- **What to produce**: Every entry must appear in the answer exactly as it does here.

- **Stored data entries**:
=== Begin Enclosure ===
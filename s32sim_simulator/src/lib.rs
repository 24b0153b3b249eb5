// s32sim_simulator: host-side register models of the S32K358 peripherals and the simulation loop

pub mod peripherals;
pub mod simulator;
pub mod soc;
pub mod trace;

pub use peripherals::{FlexCan, IrqSignal, Lpuart, SharedBuffer};
pub use simulator::event_queue::{SimClock, SimEvent, SimEventQueue, SimEventType};
pub use simulator::{Board, SimError, SimStats, Simulator};
pub use soc::{MmioWindow, S32k358Soc, SocConfig};
pub use trace::{BusEvent, TraceError, TraceTap, TraceWriter};
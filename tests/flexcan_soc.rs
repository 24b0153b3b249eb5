// SoC composition: FlexCAN realize, node traffic through the controllers and the MMIO map

use std::sync::Arc;

use s32sim::shared::board_config::{FLEXCAN_BASE_ADDR, FLEXCAN_STRIDE, LPUART_BASE_ADDR, PeripheralKind};
use s32sim::shared::registers::flexcan;
use s32sim::shared::{CanBus, CanFrame, CanNode, NodeId, RegisterFile};
use s32sim::simulator::{FlexCan, S32k358Soc, SocConfig};

#[test]
fn test_realize_registers_exactly_once() {
    let bus = Arc::new(CanBus::new(2));
    let node = Arc::new(CanNode::new(NodeId(0)));
    assert!(node.set_bus(&bus));
    let mut can = FlexCan::new(node);
    can.realize();
    can.realize();
    assert_eq!(bus.len(), 1);
}

#[test]
fn test_scratch_registers_have_no_side_effects() {
    let bus = Arc::new(CanBus::default());
    let node = Arc::new(CanNode::new(NodeId(0)));
    node.set_bus(&bus);
    let mut can = FlexCan::new(node);
    can.realize();
    can.write(flexcan::TFR, 0xFFFF_FFFF);
    can.write(flexcan::MCR, 0x1);
    assert_eq!(can.read(flexcan::TFR), 0xFFFF_FFFF);
    assert_eq!(can.read(flexcan::MCR), 0x1);
    assert!(can.node().rx().is_empty());
}

#[test]
fn test_soc_with_three_controllers() {
    let soc = S32k358Soc::new(&SocConfig {
        flexcans: 3,
        lpuarts: 1,
        bus_capacity: 3,
        rx_queue_size: 16,
    });
    assert_eq!(soc.bus().len(), 3);
    let nodes: Vec<_> = (0..3).map(|i| soc.can_node(i).unwrap()).collect();
    let x = CanFrame::new(0x123, &[1, 2]).unwrap();
    nodes[0].transmit(&x);
    assert_eq!(nodes[1].receive(), Some(x));
    assert_eq!(nodes[2].receive(), Some(x));
    assert_eq!(nodes[0].receive(), None);
}

#[test]
fn test_controllers_beyond_bus_capacity_stay_detached() {
    let soc = S32k358Soc::new(&SocConfig {
        flexcans: 3,
        lpuarts: 1,
        bus_capacity: 2,
        rx_queue_size: 16,
    });
    assert_eq!(soc.bus().len(), 2);
    let late = soc.can_node(2).unwrap();
    assert!(!soc.bus().contains(&late));
    soc.can_node(0).unwrap().transmit(&CanFrame::new(1, &[]).unwrap());
    assert!(late.rx().is_empty());
}

#[test]
fn test_memory_map() {
    let soc = S32k358Soc::new(&SocConfig::default());
    let map = soc.memory_map();
    let can1 = map.iter().find(|r| r.name == "flexcan1").unwrap();
    assert_eq!(can1.base, FLEXCAN_BASE_ADDR + FLEXCAN_STRIDE);
    assert_eq!(can1.irq, None);
    let uart0 = map.iter().find(|r| r.name == "lpuart0").unwrap();
    assert_eq!(uart0.kind, PeripheralKind::Lpuart);
    assert_eq!(uart0.base, LPUART_BASE_ADDR);
    assert_eq!(uart0.irq, Some(141));
    assert_eq!(uart0.to_string(), "lpuart0    0x40328000-0x4032BFFF irq 141");
}

#[test]
fn test_mmio_scratch_roundtrip() {
    let soc = S32k358Soc::new(&SocConfig::default());
    soc.mmio_write(FLEXCAN_BASE_ADDR + flexcan::RFR, 0x1234, 4);
    assert_eq!(soc.mmio_read(FLEXCAN_BASE_ADDR + flexcan::RFR, 4), 0x1234);
    // Byte accesses are not decoded.
    assert_eq!(soc.mmio_read(FLEXCAN_BASE_ADDR + flexcan::RFR, 1), 0);
}
//! Bounded per-node receive ring

use std::sync::{Mutex, MutexGuard, PoisonError};

use super::frame::CanFrame;

/// Receive buffer depth of a FlexCAN node
pub const RX_BUFFER_SIZE: usize = 16;

#[derive(Debug)]
struct Ring {
    storage: Box<[CanFrame]>,
    head: usize,
    tail: usize,
}

/// Circular receive buffer guarded by a mutex.
///
/// `head == tail` means empty. The writer never moves `tail`, so once `C`
/// frames are pending the ring reads as empty again and the next enqueue
/// overwrites the oldest slot. Useful occupancy is therefore `C - 1`; there
/// is no overrun flag.
#[derive(Debug)]
pub struct RxQueue {
    ring: Mutex<Ring>,
}

impl RxQueue {
    pub fn new() -> Self {
        Self::with_capacity(RX_BUFFER_SIZE)
    }

    pub fn with_capacity(capacity: usize) -> Self {
        let capacity = capacity.max(1);
        Self {
            ring: Mutex::new(Ring {
                storage: vec![CanFrame::default(); capacity].into_boxed_slice(),
                head: 0,
                tail: 0,
            }),
        }
    }

    // Indices and Copy frames only: a poisoned ring is still consistent.
    fn lock(&self) -> MutexGuard<'_, Ring> {
        self.ring.lock().unwrap_or_else(PoisonError::into_inner)
    }

    /// Store `frame` at the write index and advance it. Blocks on the lock.
    pub fn enqueue(&self, frame: CanFrame) {
        let mut ring = self.lock();
        let head = ring.head;
        ring.storage[head] = frame;
        ring.head = (head + 1) % ring.storage.len();
        if ring.head == ring.tail {
            tracing::warn!(
                capacity = ring.storage.len(),
                "rx buffer wrapped onto unread frames; pending frames are lost"
            );
        }
    }

    /// Take the oldest pending frame, or `None` when the ring reads empty.
    pub fn dequeue(&self) -> Option<CanFrame> {
        let mut ring = self.lock();
        if ring.head == ring.tail {
            return None;
        }
        let frame = ring.storage[ring.tail];
        ring.tail = (ring.tail + 1) % ring.storage.len();
        Some(frame)
    }

    /// Number of frames a reader would currently get before seeing empty.
    pub fn len(&self) -> usize {
        let ring = self.lock();
        let capacity = ring.storage.len();
        (ring.head + capacity - ring.tail) % capacity
    }

    pub fn is_empty(&self) -> bool {
        self.len() == 0
    }

    pub fn capacity(&self) -> usize {
        self.lock().storage.len()
    }
}

impl Default for RxQueue {
    fn default() -> Self {
        Self::new()
    }
}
=== End Enclosure ===
- **Answer to the exercise**:
filename s32sim_simulator/src/lib.rs
repository 24b0153b3b249eb5
// s32sim_simulator: host-side register models of the S32K358 peripherals and the simulation loop

pub mod peripherals;
pub mod simulator;
pub mod soc;
pub mod trace;

pub use peripherals::{FlexCan, IrqSignal, Lpuart, SharedBuffer};
pub use simulator::event_queue::{SimClock, SimEvent, SimEventQueue, SimEventType};
pub use simulator::{Board, SimError, SimStats, Simulator};
pub use soc::{MmioWindow, S32k358Soc, SocConfig};
pub use trace::{BusEvent, TraceError, TraceTap, TraceWriter};
filename tests/flexcan_soc.rs
repository 24b0153b3b249eb5
// SoC composition: FlexCAN realize, node traffic through the controllers and the MMIO map

use std::sync::Arc;

use s32sim::shared::board_config::{FLEXCAN_BASE_ADDR, FLEXCAN_STRIDE, LPUART_BASE_ADDR, PeripheralKind};
use s32sim::shared::registers::flexcan;
use s32sim::shared::{CanBus, CanFrame, CanNode, NodeId, RegisterFile};
use s32sim::simulator::{FlexCan, S32k358Soc, SocConfig};

#[test]
fn test_realize_registers_exactly_once() {
    let bus = Arc::new(CanBus::new(2));
    let node = Arc::new(CanNode::new(NodeId(0)));
    assert!(node.set_bus(&bus));
    let mut can = FlexCan::new(node);
    can.realize();
    can.realize();
    assert_eq!(bus.len(), 1);
}

#[test]
fn test_scratch_registers_have_no_side_effects() {
    let bus = Arc::new(CanBus::default());
    let node = Arc::new(CanNode::new(NodeId(0)));
    node.set_bus(&bus);
    let mut can = FlexCan::new(node);
    can.realize();
    can.write(flexcan::TFR, 0xFFFF_FFFF);
    can.write(flexcan::MCR, 0x1);
    assert_eq!(can.read(flexcan::TFR), 0xFFFF_FFFF);
    assert_eq!(can.read(flexcan::MCR), 0x1);
    assert!(can.node().rx().is_empty());
}

#[test]
fn test_soc_with_three_controllers() {
    let soc = S32k358Soc::new(&SocConfig {
        flexcans: 3,
        lpuarts: 1,
        bus_capacity: 3,
        rx_queue_size: 16,
    });
    assert_eq!(soc.bus().len(), 3);
    let nodes: Vec<_> = (0..3).map(|i| soc.can_node(i).unwrap()).collect();
    let x = CanFrame::new(0x123, &[1, 2]).unwrap();
    nodes[0].transmit(&x);
    assert_eq!(nodes[1].receive(), Some(x));
    assert_eq!(nodes[2].receive(), Some(x));
    assert_eq!(nodes[0].receive(), None);
}

#[test]
fn test_controllers_beyond_bus_capacity_stay_detached() {
    let soc = S32k358Soc::new(&SocConfig {
        flexcans: 3,
        lpuarts: 1,
        bus_capacity: 2,
        rx_queue_size: 16,
    });
    assert_eq!(soc.bus().len(), 2);
    let late = soc.can_node(2).unwrap();
    assert!(!soc.bus().contains(&late));
    soc.can_node(0).unwrap().transmit(&CanFrame::new(1, &[]).unwrap());
    assert!(late.rx().is_empty());
}

#[test]
fn test_memory_map() {
    let soc = S32k358Soc::new(&SocConfig::default());
    let map = soc.memory_map();
    let can1 = map.iter().find(|r| r.name == "flexcan1").unwrap();
    assert_eq!(can1.base, FLEXCAN_BASE_ADDR + FLEXCAN_STRIDE);
    assert_eq!(can1.irq, None);
    let uart0 = map.iter().find(|r| r.name == "lpuart0").unwrap();
    assert_eq!(uart0.kind, PeripheralKind::Lpuart);
    assert_eq!(uart0.base, LPUART_BASE_ADDR);
    assert_eq!(uart0.irq, Some(141));
    assert_eq!(uart0.to_string(), "lpuart0    0x40328000-0x4032BFFF irq 141");
}

#[test]
fn test_mmio_scratch_roundtrip() {
    let soc = S32k358Soc::new(&SocConfig::default());
    soc.mmio_write(FLEXCAN_BASE_ADDR + flexcan::RFR, 0x1234, 4);
    assert_eq!(soc.mmio_read(FLEXCAN_BASE_ADDR + flexcan::RFR, 4), 0x1234);
    // Byte accesses are not decoded.
    assert_eq!(soc.mmio_read(FLEXCAN_BASE_ADDR + flexcan::RFR, 1), 0);
}
//! Bounded per-node receive ring

use std::sync::{Mutex, MutexGuard, PoisonError};

use super::frame::CanFrame;

/// Receive buffer depth of a FlexCAN node
pub const RX_BUFFER_SIZE: usize = 16;

#[derive(Debug)]
struct Ring {
    storage: Box<[CanFrame]>,
    head: usize,
    tail: usize,
}

/// Circular receive buffer guarded by a mutex.
///
/// `head == tail` means empty. The writer never moves `tail`, so once `C`
/// frames are pending the ring reads as empty again and the next enqueue
/// overwrites the oldest slot. Useful occupancy is therefore `C - 1`; there
/// is no overrun flag.
#[derive(Debug)]
pub struct RxQueue {
    ring: Mutex<Ring>,
}

impl RxQueue {
    pub fn new() -> Self {
        Self::with_capacity(RX_BUFFER_SIZE)
    }

    pub fn with_capacity(capacity: usize) -> Self {
        let capacity = capacity.max(1);
        Self {
            ring: Mutex::new(Ring {
                storage: vec![CanFrame::default(); capacity].into_boxed_slice(),
                head: 0,
                tail: 0,
            }),
        }
    }

    // Indices and Copy frames only: a poisoned ring is still consistent.
    fn lock(&self) -> MutexGuard<'_, Ring> {
        self.ring.lock().unwrap_or_else(PoisonError::into_inner)
    }

    /// Store `frame` at the write index and advance it. Blocks on the lock.
    pub fn enqueue(&self, frame: CanFrame) {
        let mut ring = self.lock();
        let head = ring.head;
        ring.storage[head] = frame;
        ring.head = (head + 1) % ring.storage.len();
        if ring.head == ring.tail {
            tracing::warn!(
                capacity = ring.storage.len(),
                "rx buffer wrapped onto unread frames; pending frames are lost"
            );
        }
    }

    /// Take the oldest pending frame, or `None` when the ring reads empty.
    pub fn dequeue(&self) -> Option<CanFrame> {
        let mut ring = self.lock();
        if ring.head == ring.tail {
            return None;
        }
        let frame = ring.storage[ring.tail];
        ring.tail = (ring.tail + 1) % ring.storage.len();
        Some(frame)
    }

    /// Number of frames a reader would currently get before seeing empty.
    pub fn len(&self) -> usize {
        let ring = self.lock();
        let capacity = ring.storage.len();
        (ring.head + capacity - ring.tail) % capacity
    }

    pub fn is_empty(&self) -> bool {
        self.len() == 0
    }

    pub fn capacity(&self) -> usize {
        self.lock().storage.len()
    }
}

impl Default for RxQueue {
    fn default() -> Self {
        Self::new()
    }
}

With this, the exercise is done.